Pull out each line of the data that includes the word "ResponseStatus".

─── DATASET ───

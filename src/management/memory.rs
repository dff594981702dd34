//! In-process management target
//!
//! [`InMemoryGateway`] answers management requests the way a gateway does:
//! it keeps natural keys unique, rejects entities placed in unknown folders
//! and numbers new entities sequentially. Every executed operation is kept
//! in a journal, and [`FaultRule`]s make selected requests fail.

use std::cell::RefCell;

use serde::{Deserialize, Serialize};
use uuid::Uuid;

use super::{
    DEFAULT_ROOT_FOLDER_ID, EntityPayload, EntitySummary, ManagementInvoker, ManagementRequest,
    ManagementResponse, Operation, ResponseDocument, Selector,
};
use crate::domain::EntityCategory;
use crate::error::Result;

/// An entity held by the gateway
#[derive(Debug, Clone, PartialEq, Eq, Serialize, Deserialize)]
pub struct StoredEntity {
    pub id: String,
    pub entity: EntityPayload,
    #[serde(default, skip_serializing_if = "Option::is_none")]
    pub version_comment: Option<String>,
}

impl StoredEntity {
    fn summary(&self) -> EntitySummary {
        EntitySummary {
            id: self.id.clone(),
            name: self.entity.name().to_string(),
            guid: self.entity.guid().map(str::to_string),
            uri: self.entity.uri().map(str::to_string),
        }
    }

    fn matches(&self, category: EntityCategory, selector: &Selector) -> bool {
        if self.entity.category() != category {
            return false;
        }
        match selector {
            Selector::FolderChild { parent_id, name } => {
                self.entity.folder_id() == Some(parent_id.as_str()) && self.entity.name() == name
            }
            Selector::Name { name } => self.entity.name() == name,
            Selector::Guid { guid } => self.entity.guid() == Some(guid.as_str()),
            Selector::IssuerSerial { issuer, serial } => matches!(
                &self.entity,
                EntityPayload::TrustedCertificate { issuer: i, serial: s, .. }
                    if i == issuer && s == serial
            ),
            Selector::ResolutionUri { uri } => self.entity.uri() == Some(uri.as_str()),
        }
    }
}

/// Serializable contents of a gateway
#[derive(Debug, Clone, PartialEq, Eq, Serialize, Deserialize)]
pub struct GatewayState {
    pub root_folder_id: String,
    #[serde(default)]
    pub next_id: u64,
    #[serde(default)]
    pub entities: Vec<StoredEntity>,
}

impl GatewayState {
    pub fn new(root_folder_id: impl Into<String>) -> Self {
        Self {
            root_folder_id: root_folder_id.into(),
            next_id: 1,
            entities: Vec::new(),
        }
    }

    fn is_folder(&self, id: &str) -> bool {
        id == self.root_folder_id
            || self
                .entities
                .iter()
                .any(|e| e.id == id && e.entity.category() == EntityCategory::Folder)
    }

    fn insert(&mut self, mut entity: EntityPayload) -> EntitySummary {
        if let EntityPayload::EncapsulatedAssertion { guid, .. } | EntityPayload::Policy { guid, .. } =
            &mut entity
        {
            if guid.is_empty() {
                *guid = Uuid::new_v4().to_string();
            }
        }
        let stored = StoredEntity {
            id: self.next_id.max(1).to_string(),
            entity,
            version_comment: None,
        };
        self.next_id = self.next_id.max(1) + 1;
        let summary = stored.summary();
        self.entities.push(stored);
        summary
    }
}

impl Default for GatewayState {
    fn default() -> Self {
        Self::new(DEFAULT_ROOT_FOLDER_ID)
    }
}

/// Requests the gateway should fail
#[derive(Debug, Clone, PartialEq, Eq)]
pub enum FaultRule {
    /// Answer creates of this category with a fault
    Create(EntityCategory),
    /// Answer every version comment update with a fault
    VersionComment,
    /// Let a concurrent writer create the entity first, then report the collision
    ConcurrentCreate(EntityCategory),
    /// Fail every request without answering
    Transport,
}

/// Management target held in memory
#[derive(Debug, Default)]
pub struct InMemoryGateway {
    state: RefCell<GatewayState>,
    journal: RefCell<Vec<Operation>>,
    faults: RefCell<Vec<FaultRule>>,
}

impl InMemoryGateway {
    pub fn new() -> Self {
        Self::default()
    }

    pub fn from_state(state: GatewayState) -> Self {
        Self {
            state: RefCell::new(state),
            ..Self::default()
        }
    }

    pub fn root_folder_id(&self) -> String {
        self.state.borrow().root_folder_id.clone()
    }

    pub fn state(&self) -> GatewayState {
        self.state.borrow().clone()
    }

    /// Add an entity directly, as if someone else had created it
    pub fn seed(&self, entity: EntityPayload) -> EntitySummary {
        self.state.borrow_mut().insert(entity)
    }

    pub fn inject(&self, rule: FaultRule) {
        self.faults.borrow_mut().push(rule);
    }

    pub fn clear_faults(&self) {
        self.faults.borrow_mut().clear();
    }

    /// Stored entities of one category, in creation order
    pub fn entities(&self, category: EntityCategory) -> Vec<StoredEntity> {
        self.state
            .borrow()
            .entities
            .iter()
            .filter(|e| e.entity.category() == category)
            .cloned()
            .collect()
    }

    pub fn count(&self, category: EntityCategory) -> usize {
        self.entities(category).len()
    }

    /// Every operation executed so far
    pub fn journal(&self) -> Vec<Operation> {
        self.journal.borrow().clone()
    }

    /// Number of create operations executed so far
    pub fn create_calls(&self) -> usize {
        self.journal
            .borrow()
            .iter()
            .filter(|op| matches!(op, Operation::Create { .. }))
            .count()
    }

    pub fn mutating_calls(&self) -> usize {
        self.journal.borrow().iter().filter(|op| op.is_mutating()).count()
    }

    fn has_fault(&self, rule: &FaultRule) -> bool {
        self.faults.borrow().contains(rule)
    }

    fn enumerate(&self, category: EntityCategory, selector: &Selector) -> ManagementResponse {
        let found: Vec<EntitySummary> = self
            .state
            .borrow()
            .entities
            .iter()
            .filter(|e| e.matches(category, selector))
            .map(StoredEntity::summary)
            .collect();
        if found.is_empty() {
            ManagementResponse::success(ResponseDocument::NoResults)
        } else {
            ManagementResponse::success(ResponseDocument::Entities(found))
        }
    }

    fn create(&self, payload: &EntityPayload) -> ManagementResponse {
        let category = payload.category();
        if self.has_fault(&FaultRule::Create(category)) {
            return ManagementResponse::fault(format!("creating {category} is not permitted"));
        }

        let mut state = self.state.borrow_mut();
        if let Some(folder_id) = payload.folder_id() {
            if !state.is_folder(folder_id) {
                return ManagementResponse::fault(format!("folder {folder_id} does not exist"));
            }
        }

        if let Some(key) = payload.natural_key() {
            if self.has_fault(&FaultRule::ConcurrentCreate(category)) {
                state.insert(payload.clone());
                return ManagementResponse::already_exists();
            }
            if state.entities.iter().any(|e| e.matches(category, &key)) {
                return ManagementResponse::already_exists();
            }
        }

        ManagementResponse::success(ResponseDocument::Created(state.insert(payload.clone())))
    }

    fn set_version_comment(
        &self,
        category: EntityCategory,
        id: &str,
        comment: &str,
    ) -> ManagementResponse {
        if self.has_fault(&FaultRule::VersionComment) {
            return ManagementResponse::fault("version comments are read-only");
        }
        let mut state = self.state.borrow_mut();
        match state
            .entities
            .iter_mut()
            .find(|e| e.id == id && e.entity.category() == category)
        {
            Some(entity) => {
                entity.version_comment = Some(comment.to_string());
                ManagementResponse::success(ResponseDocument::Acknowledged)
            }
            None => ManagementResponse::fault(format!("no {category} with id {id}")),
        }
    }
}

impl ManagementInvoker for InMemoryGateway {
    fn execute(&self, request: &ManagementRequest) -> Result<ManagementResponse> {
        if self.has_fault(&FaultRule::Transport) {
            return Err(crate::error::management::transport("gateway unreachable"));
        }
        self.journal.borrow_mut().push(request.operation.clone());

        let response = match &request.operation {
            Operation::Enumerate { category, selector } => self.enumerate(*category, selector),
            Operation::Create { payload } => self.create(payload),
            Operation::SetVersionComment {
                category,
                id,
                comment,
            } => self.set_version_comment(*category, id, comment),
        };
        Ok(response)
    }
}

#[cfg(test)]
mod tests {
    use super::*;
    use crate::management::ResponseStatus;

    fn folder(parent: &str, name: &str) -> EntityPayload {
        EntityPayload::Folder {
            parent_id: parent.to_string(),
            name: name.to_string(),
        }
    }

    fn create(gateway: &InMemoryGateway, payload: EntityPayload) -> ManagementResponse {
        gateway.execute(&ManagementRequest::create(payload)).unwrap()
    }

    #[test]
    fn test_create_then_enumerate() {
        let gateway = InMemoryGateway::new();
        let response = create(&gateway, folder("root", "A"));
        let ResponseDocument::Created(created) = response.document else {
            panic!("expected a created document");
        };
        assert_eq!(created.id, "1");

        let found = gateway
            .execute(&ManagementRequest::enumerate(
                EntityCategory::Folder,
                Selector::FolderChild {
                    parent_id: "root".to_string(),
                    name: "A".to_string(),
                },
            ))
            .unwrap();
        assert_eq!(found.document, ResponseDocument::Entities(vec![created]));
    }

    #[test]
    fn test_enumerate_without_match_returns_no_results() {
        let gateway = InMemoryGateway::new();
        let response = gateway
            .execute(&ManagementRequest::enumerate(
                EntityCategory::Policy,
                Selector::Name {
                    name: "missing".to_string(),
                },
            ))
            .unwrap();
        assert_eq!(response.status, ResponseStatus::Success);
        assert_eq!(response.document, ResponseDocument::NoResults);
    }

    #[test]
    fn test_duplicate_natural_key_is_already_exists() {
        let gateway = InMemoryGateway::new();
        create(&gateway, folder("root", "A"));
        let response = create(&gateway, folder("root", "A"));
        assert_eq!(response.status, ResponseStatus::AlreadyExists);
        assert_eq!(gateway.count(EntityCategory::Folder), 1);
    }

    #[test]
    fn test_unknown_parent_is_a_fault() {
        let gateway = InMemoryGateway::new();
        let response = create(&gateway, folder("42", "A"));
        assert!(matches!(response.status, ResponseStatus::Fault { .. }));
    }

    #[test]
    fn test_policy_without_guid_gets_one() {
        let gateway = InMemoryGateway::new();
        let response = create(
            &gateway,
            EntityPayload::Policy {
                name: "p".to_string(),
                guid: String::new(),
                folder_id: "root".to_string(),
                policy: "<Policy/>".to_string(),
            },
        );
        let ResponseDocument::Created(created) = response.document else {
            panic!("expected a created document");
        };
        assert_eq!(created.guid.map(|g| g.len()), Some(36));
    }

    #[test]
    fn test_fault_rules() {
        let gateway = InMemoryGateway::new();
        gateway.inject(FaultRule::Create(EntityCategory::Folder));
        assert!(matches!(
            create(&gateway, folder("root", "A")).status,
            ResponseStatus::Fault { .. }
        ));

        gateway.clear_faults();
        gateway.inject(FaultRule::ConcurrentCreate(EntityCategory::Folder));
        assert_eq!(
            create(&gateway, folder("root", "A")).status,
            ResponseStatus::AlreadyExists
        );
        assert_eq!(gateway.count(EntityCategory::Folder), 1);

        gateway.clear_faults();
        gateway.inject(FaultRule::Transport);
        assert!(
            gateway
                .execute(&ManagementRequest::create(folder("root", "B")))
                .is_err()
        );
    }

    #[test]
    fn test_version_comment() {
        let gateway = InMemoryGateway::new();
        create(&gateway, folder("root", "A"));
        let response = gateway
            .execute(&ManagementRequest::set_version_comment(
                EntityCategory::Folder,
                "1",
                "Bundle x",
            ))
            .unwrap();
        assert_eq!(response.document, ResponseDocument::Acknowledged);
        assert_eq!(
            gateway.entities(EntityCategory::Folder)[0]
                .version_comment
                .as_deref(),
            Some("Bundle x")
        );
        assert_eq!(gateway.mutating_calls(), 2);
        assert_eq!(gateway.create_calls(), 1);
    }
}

───

**RESULT FOR THIS TASK**
    use crate::management::ResponseStatus;
        assert_eq!(response.status, ResponseStatus::Success);
        assert_eq!(response.status, ResponseStatus::AlreadyExists);
        assert!(matches!(response.status, ResponseStatus::Fault { .. }));
            ResponseStatus::Fault { .. }
            ResponseStatus::AlreadyExists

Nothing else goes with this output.